> _Aim of the task_
Write out each record again exactly as it stands.

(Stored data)

Segment Open

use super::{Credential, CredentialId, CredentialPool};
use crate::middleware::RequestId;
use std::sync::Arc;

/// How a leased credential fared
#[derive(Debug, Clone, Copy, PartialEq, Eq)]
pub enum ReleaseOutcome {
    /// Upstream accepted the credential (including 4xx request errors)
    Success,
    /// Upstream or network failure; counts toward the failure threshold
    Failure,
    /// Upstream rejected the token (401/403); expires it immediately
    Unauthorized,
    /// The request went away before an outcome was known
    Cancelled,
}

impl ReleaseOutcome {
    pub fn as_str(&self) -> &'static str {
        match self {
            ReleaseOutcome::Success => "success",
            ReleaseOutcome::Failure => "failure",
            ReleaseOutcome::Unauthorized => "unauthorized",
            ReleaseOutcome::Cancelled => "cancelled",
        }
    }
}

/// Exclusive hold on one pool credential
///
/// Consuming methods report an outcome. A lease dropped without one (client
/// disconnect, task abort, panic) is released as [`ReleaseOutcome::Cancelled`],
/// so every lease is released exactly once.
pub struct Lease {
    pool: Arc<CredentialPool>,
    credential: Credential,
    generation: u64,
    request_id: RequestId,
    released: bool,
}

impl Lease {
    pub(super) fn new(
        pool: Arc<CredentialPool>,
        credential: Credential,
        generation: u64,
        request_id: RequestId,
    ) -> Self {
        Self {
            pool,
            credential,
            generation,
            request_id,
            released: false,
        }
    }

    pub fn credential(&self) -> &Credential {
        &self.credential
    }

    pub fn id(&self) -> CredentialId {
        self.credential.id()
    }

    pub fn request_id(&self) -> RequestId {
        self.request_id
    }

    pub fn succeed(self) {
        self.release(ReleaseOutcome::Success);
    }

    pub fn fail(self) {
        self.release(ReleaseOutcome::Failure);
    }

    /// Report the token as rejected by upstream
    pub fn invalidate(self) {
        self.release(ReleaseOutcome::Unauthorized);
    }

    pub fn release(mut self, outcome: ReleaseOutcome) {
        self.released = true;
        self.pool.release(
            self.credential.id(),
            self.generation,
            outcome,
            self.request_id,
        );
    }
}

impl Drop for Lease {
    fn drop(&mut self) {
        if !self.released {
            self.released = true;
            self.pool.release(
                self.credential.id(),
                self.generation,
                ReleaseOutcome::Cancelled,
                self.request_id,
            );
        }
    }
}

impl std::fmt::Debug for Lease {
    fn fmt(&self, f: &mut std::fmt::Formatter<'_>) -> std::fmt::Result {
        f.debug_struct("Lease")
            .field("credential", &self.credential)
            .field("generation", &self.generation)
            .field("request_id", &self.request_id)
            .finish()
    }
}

Segment Closed

> _Result for this exercise_
use super::{Credential, CredentialId, CredentialPool};
use crate::middleware::RequestId;
use std::sync::Arc;

/// How a leased credential fared
#[derive(Debug, Clone, Copy, PartialEq, Eq)]
pub enum ReleaseOutcome {
    /// Upstream accepted the credential (including 4xx request errors)
    Success,
    /// Upstream or network failure; counts toward the failure threshold
    Failure,
    /// Upstream rejected the token (401/403); expires it immediately
    Unauthorized,
    /// The request went away before an outcome was known
    Cancelled,
}

impl ReleaseOutcome {
    pub fn as_str(&self) -> &'static str {
        match self {
            ReleaseOutcome::Success => "success",
            ReleaseOutcome::Failure => "failure",
            ReleaseOutcome::Unauthorized => "unauthorized",
            ReleaseOutcome::Cancelled => "cancelled",
        }
    }
}

/// Exclusive hold on one pool credential
///
/// Consuming methods report an outcome. A lease dropped without one (client
/// disconnect, task abort, panic) is released as [`ReleaseOutcome::Cancelled`],
/// so every lease is released exactly once.
pub struct Lease {
    pool: Arc<CredentialPool>,
    credential: Credential,
    generation: u64,
    request_id: RequestId,
    released: bool,
}

impl Lease {
    pub(super) fn new(
        pool: Arc<CredentialPool>,
        credential: Credential,
        generation: u64,
        request_id: RequestId,
    ) -> Self {
        Self {
            pool,
            credential,
            generation,
            request_id,
            released: false,
        }
    }

    pub fn credential(&self) -> &Credential {
        &self.credential
    }

    pub fn id(&self) -> CredentialId {
        self.credential.id()
    }

    pub fn request_id(&self) -> RequestId {
        self.request_id
    }

    pub fn succeed(self) {
        self.release(ReleaseOutcome::Success);
    }

    pub fn fail(self) {
        self.release(ReleaseOutcome::Failure);
    }

    /// Report the token as rejected by upstream
    pub fn invalidate(self) {
        self.release(ReleaseOutcome::Unauthorized);
    }

    pub fn release(mut self, outcome: ReleaseOutcome) {
        self.released = true;
        self.pool.release(
            self.credential.id(),
            self.generation,
            outcome,
            self.request_id,
        );
    }
}

impl Drop for Lease {
    fn drop(&mut self) {
        if !self.released {
            self.released = true;
            self.pool.release(
                self.credential.id(),
                self.generation,
                ReleaseOutcome::Cancelled,
                self.request_id,
            );
        }
    }
}

impl std::fmt::Debug for Lease {
    fn fmt(&self, f: &mut std::fmt::Formatter<'_>) -> std::fmt::Result {
        f.debug_struct("Lease")
            .field("credential", &self.credential)
            .field("generation", &self.generation)
            .field("request_id", &self.request_id)
            .finish()
    }
}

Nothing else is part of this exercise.